Figure 5. Misoprostol significantly attenuates LPS inducible NFκB activity and p65 recruitment to TNF promoter.

(A) RAW cells were transfected with a luciferase reporter construct containing the NFκB-responsive IκB promoter. The transfected cells were pretreated with Misoprostol (10 µM) and stimulated with LPS (100 ng/ml) for 6 hours. Cytoplasmic extracts were prepared and equal amounts were assayed for luciferase activity. ***P<0.01 and ^aP<0.05 compared to LPS. (B) RAW cells treated with and without Misoprostol were stimulated with LPS for indicated times.
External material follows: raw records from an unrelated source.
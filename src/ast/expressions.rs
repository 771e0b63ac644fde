use crate::lexer::tokens::{Literal, Token};

use super::ast::ExprVisitor;

/// Expression nodes. Each node exclusively owns its children.
#[derive(Debug, Clone, PartialEq)]
pub enum Expr {
    /// A number, string, boolean or `nil` constant.
    Literal { value: Literal },
    /// A parenthesized expression, kept so the source's grouping survives.
    Grouping { inner: Box<Expr> },
    /// `!operand` or `-operand`.
    Unary { operator: Token, operand: Box<Expr> },
    Binary {
        left: Box<Expr>,
        operator: Token,
        right: Box<Expr>,
    },
    /// A read of the variable `name`.
    Variable { name: Token },
    /// `name = value`
    Assignment { name: Token, value: Box<Expr> },
}

impl Expr {
    pub fn literal(value: Literal) -> Self {
        Expr::Literal { value }
    }

    pub fn grouping(inner: Expr) -> Self {
        Expr::Grouping {
            inner: Box::new(inner),
        }
    }

    pub fn unary(operator: Token, operand: Expr) -> Self {
        Expr::Unary {
            operator,
            operand: Box::new(operand),
        }
    }

    pub fn binary(left: Expr, operator: Token, right: Expr) -> Self {
        Expr::Binary {
            left: Box::new(left),
            operator,
            right: Box::new(right),
        }
    }

    pub fn variable(name: Token) -> Self {
        Expr::Variable { name }
    }

    pub fn assignment(name: Token, value: Expr) -> Self {
        Expr::Assignment {
            name,
            value: Box::new(value),
        }
    }

    /// Dispatches to the visitor method matching this node.
    pub fn accept<R, V: ExprVisitor<R> + ?Sized>(&self, visitor: &mut V) -> R {
        match self {
            Expr::Literal { value } => visitor.visit_literal(value),
            Expr::Grouping { inner } => visitor.visit_grouping(inner),
            Expr::Unary { operator, operand } => visitor.visit_unary(operator, operand),
            Expr::Binary {
                left,
                operator,
                right,
            } => visitor.visit_binary(left, operator, right),
            Expr::Variable { name } => visitor.visit_variable(name),
            Expr::Assignment { name, value } => visitor.visit_assignment(name, value),
        }
    }
}
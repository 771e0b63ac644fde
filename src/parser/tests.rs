//! Unit tests for the parser module.
//!
//! This module contains tests for parsing language constructs including:
//! - Operator precedence and associativity
//! - Grouping, unary operators and literals
//! - Variable declarations, print, blocks and assignment
//! - Panic-mode recovery after syntax errors

use crate::{
    ast::{expressions::Expr, printer::AstPrinter, statements::Stmt},
    errors::diagnostics::Diagnostics,
    lexer::{
        lexer::tokenize,
        tokens::{Literal, TokenKind},
    },
};

use super::parser::{parse, parse_expression, Parser, MAX_NESTING_DEPTH};

fn parse_str(source: &str) -> (Vec<Stmt>, Diagnostics) {
    let mut diagnostics = Diagnostics::new();
    let tokens = tokenize(source, &mut diagnostics);
    let program = parse(tokens, &mut diagnostics);
    (program, diagnostics)
}

fn print_expr(source: &str) -> String {
    let mut diagnostics = Diagnostics::new();
    let tokens = tokenize(source, &mut diagnostics);
    let expr = parse_expression(tokens, &mut diagnostics).unwrap();
    assert!(!diagnostics.had_error(), "{:?}", diagnostics.errors());
    AstPrinter::new().print_expr(&expr)
}

fn print_program(source: &str) -> String {
    let (program, diagnostics) = parse_str(source);
    assert!(!diagnostics.had_error(), "{:?}", diagnostics.errors());
    AstPrinter::new().print_program(&program)
}

fn number(expr: &Expr) -> f64 {
    match expr {
        Expr::Literal {
            value: Literal::Number(n),
        } => *n,
        other => panic!("expected number literal, got {:?}", other),
    }
}

#[test]
fn test_multiplication_binds_tighter() {
    let mut diagnostics = Diagnostics::new();
    let tokens = tokenize("1 + 2 * 3", &mut diagnostics);
    let expr = parse_expression(tokens, &mut diagnostics).unwrap();

    let Expr::Binary {
        left,
        operator,
        right,
    } = expr
    else {
        panic!("expected binary expression");
    };
    assert_eq!(number(&left), 1.0);
    assert_eq!(operator.kind, TokenKind::Plus);

    let Expr::Binary {
        left,
        operator,
        right,
    } = *right
    else {
        panic!("expected nested binary expression");
    };
    assert_eq!(number(&left), 2.0);
    assert_eq!(operator.kind, TokenKind::Star);
    assert_eq!(number(&right), 3.0);
}

#[test]
fn test_precedence_levels() {
    assert_eq!(print_expr("1 + 2 * 3"), "(+ 1 (* 2 3))");
    assert_eq!(print_expr("1 * 2 + 3"), "(+ (* 1 2) 3)");
    assert_eq!(print_expr("1 < 2 == 3 > 4"), "(== (< 1 2) (> 3 4))");
    assert_eq!(print_expr("1 + 2 <= 3 - 4"), "(<= (+ 1 2) (- 3 4))");
    assert_eq!(print_expr("-1 * 2"), "(* (- 1) 2)");
    assert_eq!(print_expr("a != b == c"), "(== (!= a b) c)");
}

#[test]
fn test_left_associativity() {
    assert_eq!(print_expr("1 - 2 - 3"), "(- (- 1 2) 3)");
    assert_eq!(print_expr("8 / 4 / 2"), "(/ (/ 8 4) 2)");
    assert_eq!(print_expr("1 >= 2 >= 3"), "(>= (>= 1 2) 3)");
}

#[test]
fn test_left_associativity_shape() {
    let mut diagnostics = Diagnostics::new();
    let tokens = tokenize("1 - 2 - 3", &mut diagnostics);
    let expr = parse_expression(tokens, &mut diagnostics).unwrap();

    let Expr::Binary { left, right, .. } = expr else {
        panic!("expected binary expression");
    };
    assert_eq!(number(&right), 3.0);
    assert!(matches!(*left, Expr::Binary { .. }));
}

#[test]
fn test_grouping_overrides_precedence() {
    assert_eq!(print_expr("(1 + 2) * 3"), "(* (group (+ 1 2)) 3)");
    assert_eq!(print_expr("((1))"), "(group (group 1))");
}

#[test]
fn test_unary_is_right_associative() {
    assert_eq!(print_expr("!!true"), "(! (! true))");
    assert_eq!(print_expr("--1"), "(- (- 1))");
    assert_eq!(print_expr("!-x"), "(! (- x))");
}

#[test]
fn test_primary_literals() {
    assert_eq!(print_expr("nil"), "nil");
    assert_eq!(print_expr("false"), "false");
    assert_eq!(print_expr("12.5"), "12.5");
    assert_eq!(print_expr("\"hi\""), "hi");
    assert_eq!(print_expr("name"), "name");
}

#[test]
fn test_literal_values() {
    let (program, _) = parse_str("true; \"s\"; 4;");

    assert_eq!(
        program,
        vec![
            Stmt::Expression {
                expr: Expr::literal(Literal::Bool(true))
            },
            Stmt::Expression {
                expr: Expr::literal(Literal::String("s".to_string()))
            },
            Stmt::Expression {
                expr: Expr::literal(Literal::Number(4.0))
            },
        ]
    );
}

#[test]
fn test_parse_variable_declaration() {
    let (program, diagnostics) = parse_str("var x = 12;");

    assert!(!diagnostics.had_error());
    assert_eq!(program.len(), 1);

    let Stmt::VarDecl { name, initializer } = &program[0] else {
        panic!("expected variable declaration");
    };
    assert_eq!(name.lexeme, "x");
    assert_eq!(name.line, 1);
    assert_eq!(initializer, &Some(Expr::literal(Literal::Number(12.0))));
}

#[test]
fn test_parse_variable_declaration_without_initializer() {
    assert_eq!(print_program("var x;"), "(var x)");
}

#[test]
fn test_parse_print_statement() {
    assert_eq!(print_program("print 1 + 2;"), "(print (+ 1 2))");
}

#[test]
fn test_parse_expression_statement() {
    assert_eq!(print_program("a == b;"), "(; (== a b))");
}

#[test]
fn test_parse_assignment() {
    assert_eq!(print_program("x = 1 + 2;"), "(; (= x (+ 1 2)))");
    assert_eq!(print_program("a = b = c;"), "(; (= a (= b c)))");
}

#[test]
fn test_invalid_assignment_target() {
    let (program, diagnostics) = parse_str("1 = 2; print 3;");

    assert_eq!(diagnostics.len(), 1);
    let error = &diagnostics.errors()[0];
    assert_eq!(error.get_error_name(), "InvalidAssignmentTarget");
    assert_eq!(error.to_string(), "[line 1] Error at '=': Invalid assignment target.");

    // No panic mode: the statement itself is kept and parsing carries on
    assert_eq!(
        AstPrinter::new().print_program(&program),
        "(; 1)\n(print 3)"
    );
}

#[test]
fn test_parse_block() {
    assert_eq!(
        print_program("{ var a = 1; { print a; } }"),
        "(block (var a = 1) (block (print a)))"
    );
    assert_eq!(print_program("{}"), "(block)");
}

#[test]
fn test_unclosed_block() {
    let (program, diagnostics) = parse_str("{ print 1;");

    assert_eq!(diagnostics.len(), 1);
    assert_eq!(
        diagnostics.errors()[0].to_string(),
        "[line 1] Error at end: Expect '}' after block."
    );
    assert!(program.is_empty());
}

#[test]
fn test_error_inside_block_recovers_inside_block() {
    let (program, diagnostics) = parse_str("{ print ; print 2; }\nprint 3;");

    assert_eq!(diagnostics.len(), 1);
    assert_eq!(
        AstPrinter::new().print_program(&program),
        "(block (print 2))\n(print 3)"
    );
}

#[test]
fn test_recovery_keeps_following_statement() {
    let (program, diagnostics) = parse_str("var ; print 1;");

    assert_eq!(diagnostics.len(), 1);
    assert_eq!(
        diagnostics.errors()[0].to_string(),
        "[line 1] Error at ';': Expect variable name."
    );
    assert_eq!(
        program,
        vec![Stmt::Print {
            expr: Expr::literal(Literal::Number(1.0))
        }]
    );
}

#[test]
fn test_one_error_per_statement() {
    let (program, diagnostics) = parse_str("print (1 + ;\nvar = 3;\nprint 4;");

    assert_eq!(diagnostics.len(), 2);
    assert_eq!(diagnostics.errors()[0].get_line(), 1);
    assert_eq!(diagnostics.errors()[1].get_line(), 2);
    assert_eq!(AstPrinter::new().print_program(&program), "(print 4)");
}

#[test]
fn test_recovery_stops_at_statement_keyword() {
    // No semicolon between the broken expression and the next statement
    let (program, diagnostics) = parse_str("1 + + 2 print 3;");

    assert_eq!(diagnostics.len(), 1);
    assert_eq!(
        diagnostics.errors()[0].to_string(),
        "[line 1] Error at '+': Expect expression."
    );
    assert_eq!(AstPrinter::new().print_program(&program), "(print 3)");
}

#[test]
fn test_synchronize_lands_on_boundary() {
    let mut diagnostics = Diagnostics::new();
    let tokens = tokenize("1 + ) 2 3 ; 4 5 while x", &mut diagnostics);
    let mut parser = Parser::new(tokens);

    // Fails on `)`, then skips to just past the first semicolon
    assert!(super::stmt::parse_stmt(&mut parser).is_err());
    parser.synchronize();
    assert_eq!(parser.previous().kind, TokenKind::Semicolon);
    assert_eq!(parser.current_token().lexeme, "4");

    // Without a semicolon it stops on the next statement keyword
    assert!(super::stmt::parse_stmt(&mut parser).is_err());
    parser.synchronize();
    assert_eq!(parser.current_token_kind(), TokenKind::While);
}

#[test]
fn test_missing_close_paren() {
    let (program, diagnostics) = parse_str("print (1 + 2;");

    assert_eq!(diagnostics.len(), 1);
    assert_eq!(
        diagnostics.errors()[0].to_string(),
        "[line 1] Error at ';': Expect ')' after expression."
    );
    assert!(program.is_empty());
}

#[test]
fn test_missing_semicolon_at_end() {
    let (program, diagnostics) = parse_str("print 1");

    assert_eq!(diagnostics.len(), 1);
    assert_eq!(
        diagnostics.errors()[0].to_string(),
        "[line 1] Error at end: Expect ';' after value."
    );
    assert!(program.is_empty());
}

#[test]
fn test_missing_semicolon_messages() {
    let (_, diagnostics) = parse_str("var a = 1\nx\n");

    assert_eq!(
        diagnostics.errors()[0].to_string(),
        "[line 2] Error at 'x': Expect ';' after variable declaration."
    );
}

#[test]
fn test_reserved_keywords_are_not_expressions() {
    let (program, diagnostics) = parse_str("print class;\nprint 1;");

    assert_eq!(diagnostics.len(), 1);
    assert_eq!(
        diagnostics.errors()[0].to_string(),
        "[line 1] Error at 'class': Expect expression."
    );
    assert_eq!(AstPrinter::new().print_program(&program), "(print 1)");
}

#[test]
fn test_error_line_numbers() {
    let (_, diagnostics) = parse_str("print 1;\n\nprint );");

    assert_eq!(diagnostics.errors()[0].get_line(), 3);
}

#[test]
fn test_empty_program() {
    let (program, diagnostics) = parse_str("");

    assert!(program.is_empty());
    assert!(!diagnostics.had_error());
}

#[test]
fn test_parse_always_terminates_on_garbage() {
    let (_, diagnostics) = parse_str(") ) ( ; = = var var print");

    assert!(diagnostics.had_error());
}

#[test]
fn test_parse_expression_leaves_rest() {
    let mut diagnostics = Diagnostics::new();
    let tokens = tokenize("1 + 2; 3", &mut diagnostics);
    let mut parser = Parser::new(tokens);

    let expr = parser.parse_expression().unwrap();
    assert_eq!(AstPrinter::new().print_expr(&expr), "(+ 1 2)");
    assert_eq!(parser.current_token_kind(), TokenKind::Semicolon);
}

#[test]
fn test_parse_expression_reports_errors() {
    let mut diagnostics = Diagnostics::new();
    let tokens = tokenize("(1", &mut diagnostics);

    assert!(parse_expression(tokens, &mut diagnostics).is_none());
    assert_eq!(
        diagnostics.errors()[0].to_string(),
        "[line 1] Error at end: Expect ')' after expression."
    );
}

#[test]
#[should_panic(expected = "terminated by EOF")]
fn test_empty_token_stream_panics() {
    let mut diagnostics = Diagnostics::new();
    parse(vec![], &mut diagnostics);
}

#[test]
fn test_deep_grouping_is_reported() {
    let source = format!("print {}1{};\nprint 2;", "(".repeat(1500), ")".repeat(1500));
    let (program, diagnostics) = parse_str(&source);

    assert_eq!(diagnostics.len(), 1);
    assert_eq!(diagnostics.errors()[0].get_error_name(), "TooDeeplyNested");
    assert_eq!(
        diagnostics.errors()[0].to_string(),
        "[line 1] Error at '(': Too much nesting."
    );
    assert_eq!(AstPrinter::new().print_program(&program), "(print 2)");
}

#[test]
fn test_deep_unary_is_reported() {
    let source = format!("{}1;", "-".repeat(50000));
    let (program, diagnostics) = parse_str(&source);

    assert_eq!(diagnostics.len(), 1);
    assert_eq!(diagnostics.errors()[0].get_error_name(), "TooDeeplyNested");
    assert!(program.is_empty());
}

#[test]
fn test_deep_assignment_chain_is_reported() {
    let source = format!("{}1;", "a = ".repeat(1000));
    let (_, diagnostics) = parse_str(&source);

    assert_eq!(diagnostics.len(), 1);
    assert_eq!(diagnostics.errors()[0].get_error_name(), "TooDeeplyNested");
}

#[test]
fn test_deep_blocks_terminate() {
    let source = format!("{}{}", "{".repeat(1000), "}".repeat(1000));
    let (_, diagnostics) = parse_str(&source);

    assert!(diagnostics.had_error());
    assert_eq!(diagnostics.errors()[0].get_error_name(), "TooDeeplyNested");
}

#[test]
fn test_nesting_below_limit_parses() {
    let depth = MAX_NESTING_DEPTH - 1;
    let source = format!("print {}1{};", "(".repeat(depth), ")".repeat(depth));
    let (program, diagnostics) = parse_str(&source);

    assert!(!diagnostics.had_error(), "{:?}", diagnostics.errors());
    assert_eq!(program.len(), 1);
}

#[test]
fn test_nesting_depth_resets_between_statements() {
    let depth = MAX_NESTING_DEPTH - 1;
    let line = format!("print {}1;\n", "-".repeat(depth));
    let (program, diagnostics) = parse_str(&line.repeat(3));

    assert!(!diagnostics.had_error(), "{:?}", diagnostics.errors());
    assert_eq!(program.len(), 3);
}
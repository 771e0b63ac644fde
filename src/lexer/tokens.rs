use lazy_static::lazy_static;
use std::{collections::HashMap, fmt::Display};

lazy_static! {
    pub static ref RESERVED_LOOKUP: HashMap<&'static str, TokenKind> = {
        let mut map = HashMap::new();
        map.insert("and", TokenKind::And);
        map.insert("class", TokenKind::Class);
        map.insert("else", TokenKind::Else);
        map.insert("false", TokenKind::False);
        map.insert("fun", TokenKind::Fun);
        map.insert("for", TokenKind::For);
        map.insert("if", TokenKind::If);
        map.insert("nil", TokenKind::Nil);
        map.insert("or", TokenKind::Or);
        map.insert("print", TokenKind::Print);
        map.insert("return", TokenKind::Return);
        map.insert("super", TokenKind::Super);
        map.insert("this", TokenKind::This);
        map.insert("true", TokenKind::True);
        map.insert("var", TokenKind::Var);
        map.insert("while", TokenKind::While);
        map
    };
}

#[derive(Debug, PartialEq, Eq, Clone, Copy, Hash)]
pub enum TokenKind {
    EOF,
    Number,
    String,
    Identifier,

    OpenParen,
    CloseParen,
    OpenCurly,
    CloseCurly,

    Comma,
    Dot,
    Semicolon,

    Dash,
    Plus,
    Slash,
    Star,

    Not,         // !
    NotEquals,   // !=
    Assignment,  // =
    Equals,      // ==
    Greater,
    GreaterEquals,
    Less,
    LessEquals,

    // Reserved
    And,
    Class,
    Else,
    False,
    Fun,
    For,
    If,
    Nil,
    Or,
    Print,
    Return,
    Super,
    This,
    True,
    Var,
    While,
}

impl TokenKind {
    /// The source text of a fixed token, or a description of the class of
    /// lexemes for identifiers and literals.
    pub fn as_str(&self) -> &'static str {
        match self {
            TokenKind::EOF => "end of input",
            TokenKind::Number => "number",
            TokenKind::String => "string",
            TokenKind::Identifier => "identifier",
            TokenKind::OpenParen => "(",
            TokenKind::CloseParen => ")",
            TokenKind::OpenCurly => "{",
            TokenKind::CloseCurly => "}",
            TokenKind::Comma => ",",
            TokenKind::Dot => ".",
            TokenKind::Semicolon => ";",
            TokenKind::Dash => "-",
            TokenKind::Plus => "+",
            TokenKind::Slash => "/",
            TokenKind::Star => "*",
            TokenKind::Not => "!",
            TokenKind::NotEquals => "!=",
            TokenKind::Assignment => "=",
            TokenKind::Equals => "==",
            TokenKind::Greater => ">",
            TokenKind::GreaterEquals => ">=",
            TokenKind::Less => "<",
            TokenKind::LessEquals => "<=",
            TokenKind::And => "and",
            TokenKind::Class => "class",
            TokenKind::Else => "else",
            TokenKind::False => "false",
            TokenKind::Fun => "fun",
            TokenKind::For => "for",
            TokenKind::If => "if",
            TokenKind::Nil => "nil",
            TokenKind::Or => "or",
            TokenKind::Print => "print",
            TokenKind::Return => "return",
            TokenKind::Super => "super",
            TokenKind::This => "this",
            TokenKind::True => "true",
            TokenKind::Var => "var",
            TokenKind::While => "while",
        }
    }
}

impl Display for TokenKind {
    fn fmt(&self, f: &mut std::fmt::Formatter<'_>) -> std::fmt::Result {
        write!(f, "{:?}", self)
    }
}

/// Literal value carried by a token and by literal expressions.
#[derive(Debug, Clone, PartialEq)]
pub enum Literal {
    Number(f64),
    String(String),
    Bool(bool),
    Nil,
}

impl Display for Literal {
    fn fmt(&self, f: &mut std::fmt::Formatter<'_>) -> std::fmt::Result {
        match self {
            // f64's Display already drops a trailing `.0`
            Literal::Number(n) => write!(f, "{}", n),
            Literal::String(s) => write!(f, "{}", s),
            Literal::Bool(b) => write!(f, "{}", b),
            Literal::Nil => write!(f, "nil"),
        }
    }
}

/// A classified, line-tagged lexeme. Never mutated after the lexer emits it.
#[derive(Debug, Clone, PartialEq)]
pub struct Token {
    pub kind: TokenKind,
    pub lexeme: String,
    pub literal: Option<Literal>,
    pub line: u32,
    /// 1-based column of the first character on `line`; 1 for a string
    /// that started on an earlier line.
    pub column: u32,
}

impl Display for Token {
    fn fmt(&self, f: &mut std::fmt::Formatter<'_>) -> std::fmt::Result {
        match &self.literal {
            Some(literal) => write!(f, "{} {} {}", self.kind, self.lexeme, literal),
            None => write!(f, "{} {}", self.kind, self.lexeme),
        }
    }
}

impl Token {
    pub fn is_one_of_many(&self, kinds: &[TokenKind]) -> bool {
        kinds.contains(&self.kind)
    }
}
ChIP was performed with p65 antibody and TNF promoter was examined by qChIP PCR at p65 binding region (region I). *P<0.05, **P<0.01 compared to UT without Mis, ^aP<0.05 compared to LPS, 15’ alone, ^bP<0.05 compared to LPS, 30’. (C) RNA Polymerase II ChIP was performed on cells treated as in (B), TNF promoter was examined by qChIP PCR at p65 binding region (regions I). *P<0.05, **P<0.01 compared to UT without Mis, ^aP<0.05 compared to LPS, 30’ alone. (D) RNA Polymerase II binding to TSS site on TNF promoter (region II) was examined in cells treated as in (B) and (C). *P<0.05 compared to UT without Mis, ^aP<0.05 compared to LPS, 30’ alone. Data are presented as means±SD, n=3.